Verity White is a singer/songwriter from Cheltenham, UK, and can this woman rock! She plays a bluesy style of alternative rock which, combined with the ferocity of her sultry vocal styling that at times reminds me of Pat Benatar and Joan Jett, makes for a hell of an exciting listen. Verity has been a backing vocalist with the UK band Pendragon, and performed with them on their European tour in 2017. Last November, she released her debut full-length album Breaking Out, which serves as a bold metaphor for this evolutionary next step in her career. With assistance from her husband Alex on guitars and production, Breaking Out delivers 10 stellar tracks.

Verity White

The album kicks off with the audaciously sexy title track “Breaking Out.” Gritty, blues-infused guitars engage in a seductive dance with the steamy bass line and drum beat. The tinkling piano keys in the bridge accentuate Verity’s sultry vocals as she defiantly declares her independence: “I’m worth more than you know. I’m stronger than you know, and I’m better on my own.” Indeed she is, and who are we to argue!

Verity’s amazing vocal range is showcased on “Zeroes and Ones,” where she really seems to channel Pat Benatar. It’s one of the album’s standout tracks, with fantastic instrumentals that complement her powerful vocals that go from soothing to raw.  The dark “Demons in Your Head” offers up fuzzy synths and a heavy buzzing bass line set to a thumping beat. The song’s lyrics speak to personal struggles with emotional issues: “Pop another pill into your mouth. Crumbling because you can’t let it out. Every day’s a constant struggle with the demons in your head. Trying to control you, so you just go back to bed instead.”

Verity let’s her rock goddess alter ego loose on the rousing “I Don’t Care.” With raw energy in her vocals, she sings about not giving a damn and casting aside all self-control on a night of partying: “Gonna drink ’til I can’t remember my name. Gonna drink ’til I can’t be the one to blame.”

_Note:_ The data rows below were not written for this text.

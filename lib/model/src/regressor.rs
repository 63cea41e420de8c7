//! Strategy selection and the fitted-model wrapper.

use crate::error::{ModelError, Result};
use crate::forest::{ForestModel, DEFAULT_MAX_DEPTH, DEFAULT_TREES};
use crate::linear::LinearModel;
use serde::{Deserialize, Serialize};

/// Which regression fit to run.
///
/// Parsed from the strategy names accepted on the command line; anything
/// unrecognised is a fatal configuration error with no retry.
#[derive(Debug, Clone, Copy, PartialEq, Eq, Serialize, Deserialize)]
#[serde(tag = "strategy", rename_all = "snake_case")]
pub enum Strategy {
    Linear,
    RandomForest { n_trees: usize, max_depth: usize },
}

impl Strategy {
    /// Resolve a strategy name, attaching the forest hyperparameters when
    /// they apply.
    pub fn parse(name: &str, n_trees: usize, max_depth: usize) -> Result<Self> {
        match name {
            "linear" => Ok(Strategy::Linear),
            "random_forest" => Ok(Strategy::RandomForest { n_trees, max_depth }),
            other => Err(ModelError::UnknownStrategy(other.to_string())),
        }
    }

    #[must_use]
    pub fn name(&self) -> &'static str {
        match self {
            Strategy::Linear => "linear",
            Strategy::RandomForest { .. } => "random_forest",
        }
    }
}

impl Default for Strategy {
    fn default() -> Self {
        Strategy::RandomForest {
            n_trees: DEFAULT_TREES,
            max_depth: DEFAULT_MAX_DEPTH,
        }
    }
}

/// A fitted regression model of either strategy.
///
/// Created by [`Model::fit`], read-only afterwards; serialisable so the
/// tracker can persist it as a run artifact.
#[derive(Debug, Clone, PartialEq, Serialize, Deserialize)]
#[serde(tag = "kind", rename_all = "snake_case")]
pub enum Model {
    Linear(LinearModel),
    RandomForest(ForestModel),
}

impl Model {
    /// Fit `strategy` on the given design matrix. The seed only affects
    /// the forest's bootstrap sampling; the linear fit is closed-form.
    pub fn fit(strategy: Strategy, rows: &[Vec<f64>], targets: &[f64], seed: u64) -> Result<Self> {
        match strategy {
            Strategy::Linear => Ok(Model::Linear(LinearModel::fit(rows, targets)?)),
            Strategy::RandomForest { n_trees, max_depth } => Ok(Model::RandomForest(
                ForestModel::fit(rows, targets, n_trees, max_depth, seed)?,
            )),
        }
    }

    #[inline]
    pub fn predict(&self, row: &[f64]) -> f64 {
        match self {
            Model::Linear(m) => m.predict(row),
            Model::RandomForest(m) => m.predict(row),
        }
    }

    pub fn predict_batch(&self, rows: &[Vec<f64>]) -> Vec<f64> {
        rows.iter().map(|row| self.predict(row)).collect()
    }
}
use serde::{Deserialize, Serialize};
use std::fmt;

/// A single cell of a tabular frame.
///
/// CSV input is untyped, so cells are parsed eagerly at load time:
/// integers first, then floats, then string fallback. An empty cell is
/// `Null` and stays distinguishable from the empty string.
#[derive(Debug, Clone, PartialEq, Serialize, Deserialize)]
#[serde(untagged)]
pub enum Value {
    Int(i64),
    Float(f64),
    Str(String),
    Null,
}

impl Value {
    /// Parse a raw CSV cell into the narrowest matching type.
    pub fn parse(cell: &str) -> Self {
        let trimmed = cell.trim();
        if trimmed.is_empty() {
            return Value::Null;
        }
        if let Ok(i) = trimmed.parse::<i64>() {
            return Value::Int(i);
        }
        if let Ok(f) = trimmed.parse::<f64>() {
            return Value::Float(f);
        }
        Value::Str(trimmed.to_string())
    }

    /// Numeric view of the cell. Strings and nulls have no numeric value.
    #[inline]
    #[must_use]
    pub fn as_f64(&self) -> Option<f64> {
        match self {
            Value::Int(i) => Some(*i as f64),
            Value::Float(f) => Some(*f),
            _ => None,
        }
    }

    /// String view of the cell, for categorical comparisons.
    #[inline]
    #[must_use]
    pub fn as_str(&self) -> Option<&str> {
        match self {
            Value::Str(s) => Some(s),
            _ => None,
        }
    }

    #[inline]
    #[must_use]
    pub fn is_null(&self) -> bool {
        matches!(self, Value::Null)
    }

    #[inline]
    #[must_use]
    pub fn is_numeric(&self) -> bool {
        matches!(self, Value::Int(_) | Value::Float(_))
    }
}

impl fmt::Display for Value {
    fn fmt(&self, f: &mut fmt::Formatter<'_>) -> fmt::Result {
        match self {
            Value::Int(i) => write!(f, "{}", i),
            Value::Float(x) => write!(f, "{}", x),
            Value::Str(s) => write!(f, "{}", s),
            Value::Null => Ok(()),
        }
    }
}

impl From<i64> for Value {
    fn from(i: i64) -> Self {
        Value::Int(i)
    }
}

impl From<f64> for Value {
    fn from(f: f64) -> Self {
        Value::Float(f)
    }
}

impl From<String> for Value {
    fn from(s: String) -> Self {
        Value::Str(s)
    }
}

impl From<&str> for Value {
    fn from(s: &str) -> Self {
        Value::Str(s.to_string())
    }
}

#[cfg(test)]
mod tests {
    use super::*;

    #[test]
    fn test_parse_narrowest_type() {
        assert_eq!(Value::parse("42"), Value::Int(42));
        assert_eq!(Value::parse("27.9"), Value::Float(27.9));
        assert_eq!(Value::parse("southwest"), Value::Str("southwest".to_string()));
        assert_eq!(Value::parse(""), Value::Null);
        assert_eq!(Value::parse("  "), Value::Null);
    }

    #[test]
    fn test_numeric_views() {
        assert_eq!(Value::Int(3).as_f64(), Some(3.0));
        assert_eq!(Value::Float(1.5).as_f64(), Some(1.5));
        assert_eq!(Value::Str("yes".into()).as_f64(), None);
        assert_eq!(Value::Null.as_f64(), None);
    }

    #[test]
    fn test_display_roundtrip() {
        assert_eq!(Value::Int(19).to_string(), "19");
        assert_eq!(Value::Float(27.9).to_string(), "27.9");
        assert_eq!(Value::Str("female".into()).to_string(), "female");
        assert_eq!(Value::Null.to_string(), "");
    }
}
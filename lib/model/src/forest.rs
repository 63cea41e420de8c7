//! Random-forest regression: bagged variance-reduction trees.
//!
//! Each tree is grown on a bootstrap sample drawn from an rng derived from
//! the forest seed, so a fit is fully reproducible. Splits greedily
//! minimise the summed squared error of the two children; leaves predict
//! the mean target of their sample.

use crate::error::Result;
use crate::validate_design;
use ordered_float::OrderedFloat;
use rand::rngs::StdRng;
use rand::{Rng, SeedableRng};
use serde::{Deserialize, Serialize};

pub const DEFAULT_TREES: usize = 100;
pub const DEFAULT_MAX_DEPTH: usize = 10;

const MIN_SPLIT: usize = 2;

#[derive(Debug, Clone, PartialEq, Serialize, Deserialize)]
enum Node {
    Leaf {
        value: f64,
    },
    Split {
        feature: usize,
        threshold: f64,
        left: usize,
        right: usize,
    },
}

/// One regression tree, nodes stored in an arena with the root last.
#[derive(Debug, Clone, PartialEq, Serialize, Deserialize)]
struct Tree {
    nodes: Vec<Node>,
}

impl Tree {
    fn grow(rows: &[Vec<f64>], targets: &[f64], sample: Vec<usize>, max_depth: usize) -> Self {
        let mut nodes = Vec::new();
        build_node(&mut nodes, rows, targets, sample, 0, max_depth);
        Tree { nodes }
    }

    fn predict(&self, row: &[f64]) -> f64 {
        let mut at = self.nodes.len() - 1;
        loop {
            match &self.nodes[at] {
                Node::Leaf { value } => return *value,
                Node::Split {
                    feature,
                    threshold,
                    left,
                    right,
                } => {
                    let x = row.get(*feature).copied().unwrap_or(0.0);
                    at = if x <= *threshold { *left } else { *right };
                }
            }
        }
    }
}

fn build_node(
    nodes: &mut Vec<Node>,
    rows: &[Vec<f64>],
    targets: &[f64],
    sample: Vec<usize>,
    depth: usize,
    max_depth: usize,
) -> usize {
    let mean = sample.iter().map(|&i| targets[i]).sum::<f64>() / sample.len() as f64;

    if depth < max_depth && sample.len() >= MIN_SPLIT {
        if let Some((feature, threshold)) = best_split(rows, targets, &sample) {
            let (left_sample, right_sample): (Vec<usize>, Vec<usize>) = sample
                .iter()
                .copied()
                .partition(|&i| rows[i][feature] <= threshold);
            // Midpoint thresholds can collapse onto a value under rounding;
            // an empty side means the split is vacuous.
            if !left_sample.is_empty() && !right_sample.is_empty() {
                let left = build_node(nodes, rows, targets, left_sample, depth + 1, max_depth);
                let right = build_node(nodes, rows, targets, right_sample, depth + 1, max_depth);
                nodes.push(Node::Split {
                    feature,
                    threshold,
                    left,
                    right,
                });
                return nodes.len() - 1;
            }
        }
    }

    nodes.push(Node::Leaf { value: mean });
    nodes.len() - 1
}

/// Best `(feature, threshold)` by variance reduction, or `None` when every
/// feature is constant over the sample. Ties keep the first candidate in
/// feature-then-threshold order, so growth is deterministic.
fn best_split(rows: &[Vec<f64>], targets: &[f64], sample: &[usize]) -> Option<(usize, f64)> {
    let n_features = rows[sample[0]].len();
    let n = sample.len() as f64;
    let mut best: Option<(f64, usize, f64)> = None;

    for feature in 0..n_features {
        let mut pairs: Vec<(f64, f64)> = sample
            .iter()
            .map(|&i| (rows[i][feature], targets[i]))
            .collect();
        pairs.sort_by_key(|&(value, _)| OrderedFloat(value));

        let total: f64 = pairs.iter().map(|&(_, y)| y).sum();
        let mut left_sum = 0.0;
        for i in 1..pairs.len() {
            left_sum += pairs[i - 1].1;
            if pairs[i].0 <= pairs[i - 1].0 {
                continue;
            }
            let n_left = i as f64;
            let n_right = n - n_left;
            let right_sum = total - left_sum;
            // Minimising child SSE == maximising sum^2/n of both children.
            let score = left_sum * left_sum / n_left + right_sum * right_sum / n_right;
            if best.map_or(true, |(s, _, _)| score > s) {
                let threshold = (pairs[i - 1].0 + pairs[i].0) / 2.0;
                best = Some((score, feature, threshold));
            }
        }
    }

    best.map(|(_, feature, threshold)| (feature, threshold))
}

/// Fitted forest: the mean prediction over all trees.
#[derive(Debug, Clone, PartialEq, Serialize, Deserialize)]
pub struct ForestModel {
    trees: Vec<Tree>,
}

impl ForestModel {
    pub fn fit(
        rows: &[Vec<f64>],
        targets: &[f64],
        n_trees: usize,
        max_depth: usize,
        seed: u64,
    ) -> Result<Self> {
        validate_design(rows, targets)?;
        let n = rows.len();
        let trees = (0..n_trees)
            .map(|t| {
                let mut rng = StdRng::seed_from_u64(seed.wrapping_add(t as u64));
                let sample: Vec<usize> = (0..n).map(|_| rng.random_range(0..n)).collect();
                Tree::grow(rows, targets, sample, max_depth)
            })
            .collect();
        Ok(ForestModel { trees })
    }

    #[inline]
    pub fn predict(&self, row: &[f64]) -> f64 {
        if self.trees.is_empty() {
            return 0.0;
        }
        let sum: f64 = self.trees.iter().map(|t| t.predict(row)).sum();
        sum / self.trees.len() as f64
    }

    #[inline]
    #[must_use]
    pub fn n_trees(&self) -> usize {
        self.trees.len()
    }
}
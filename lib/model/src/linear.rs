//! Least-squares linear regression via the normal equations.
//!
//! A small ridge term on the diagonal keeps the system solvable when the
//! one-hot design matrix is collinear or has fewer rows than features.

use crate::error::{ModelError, Result};
use crate::validate_design;
use serde::{Deserialize, Serialize};

const RIDGE: f64 = 1e-6;
const PIVOT_EPSILON: f64 = 1e-12;

/// Fitted linear model: `y = intercept + coefficients . x`.
#[derive(Debug, Clone, PartialEq, Serialize, Deserialize)]
pub struct LinearModel {
    coefficients: Vec<f64>,
    intercept: f64,
}

impl LinearModel {
    /// Solve `(X'X + ridge*I) beta = X'y` with an intercept column.
    pub fn fit(rows: &[Vec<f64>], targets: &[f64]) -> Result<Self> {
        validate_design(rows, targets)?;
        let d = rows[0].len();
        let p = d + 1;

        let mut xtx = vec![vec![0.0f64; p]; p];
        let mut xty = vec![0.0f64; p];
        for (row, &y) in rows.iter().zip(targets) {
            for i in 0..p {
                let xi = if i == 0 { 1.0 } else { row[i - 1] };
                xty[i] += xi * y;
                for j in i..p {
                    let xj = if j == 0 { 1.0 } else { row[j - 1] };
                    xtx[i][j] += xi * xj;
                }
            }
        }
        for i in 0..p {
            xtx[i][i] += RIDGE;
            for j in 0..i {
                xtx[i][j] = xtx[j][i];
            }
        }

        let beta = solve(xtx, xty)?;
        Ok(LinearModel {
            intercept: beta[0],
            coefficients: beta[1..].to_vec(),
        })
    }

    #[inline]
    pub fn predict(&self, row: &[f64]) -> f64 {
        self.intercept
            + self
                .coefficients
                .iter()
                .zip(row)
                .map(|(c, x)| c * x)
                .sum::<f64>()
    }

    #[inline]
    #[must_use]
    pub fn coefficients(&self) -> &[f64] {
        &self.coefficients
    }

    #[inline]
    #[must_use]
    pub fn intercept(&self) -> f64 {
        self.intercept
    }
}

/// Gaussian elimination with partial pivoting.
fn solve(mut a: Vec<Vec<f64>>, mut b: Vec<f64>) -> Result<Vec<f64>> {
    let n = b.len();
    for col in 0..n {
        let pivot_row = (col..n)
            .max_by(|&i, &j| a[i][col].abs().total_cmp(&a[j][col].abs()))
            .unwrap_or(col);
        if a[pivot_row][col].abs() < PIVOT_EPSILON {
            return Err(ModelError::SingularMatrix);
        }
        a.swap(col, pivot_row);
        b.swap(col, pivot_row);

        for row in (col + 1)..n {
            let factor = a[row][col] / a[col][col];
            if factor == 0.0 {
                continue;
            }
            for k in col..n {
                a[row][k] -= factor * a[col][k];
            }
            b[row] -= factor * b[col];
        }
    }

    let mut x = vec![0.0f64; n];
    for row in (0..n).rev() {
        let tail: f64 = ((row + 1)..n).map(|k| a[row][k] * x[k]).sum();
        x[row] = (b[row] - tail) / a[row][row];
    }
    Ok(x)
}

See Through” features Alex’s beautiful intricate guitars, mesmerizing synths and Verity’s beguiling vocals, all set to a melodic dance beat. It’s a great song, and one of my favorite tracks on the album. The synth-heavy “Face It” is another gem, and Alex really shines as he lays down lots of gritty riffs. The duo pull out all the stops on the raw, melodically complex “Exhale.” Damn if this isn’t another standout track! Mysterious sweeping synths, snarling guitars, loads of crashing cymbals and a pulse-pounding bass line work in tandem to create a speaker-blowing soundscape. Add generous amounts of Verity’s passionate soaring vocals and you’ve got all the ingredients to raise goosebumps.

Your Darkest Secret” is a hard-driving rocker, with more of Alex’s shredded guitars and Verity’s saucy vocals, while the bluesy “Slow Fall” brings a hypnotic piano riff backed by fuzzy guitars and thumping drums. Album closer “Overcome” is a terrific rock song with awesome multi-layered guitar work. With her raw and sultry vocals on full display, Verity sings “Let the feeling overcome you. Til they’re right into the core. Changing all our dark perceptions. As you ask again for more. Why can’t I feel this way without you?

Breaking Out is a superb debut for Verity White, showcasing not only her mind-blowing vocal abilities, but also her skill for writing songs with compelling lyrics and outstanding melodies. She’s set the bar quite high with this album, but I’m confident she has what it takes to come back with more great music in the future. For now, she’s been touring the UK to promote Breaking Out, and you can catch her next at Mr Wolfs in Bristol, England on January 18th.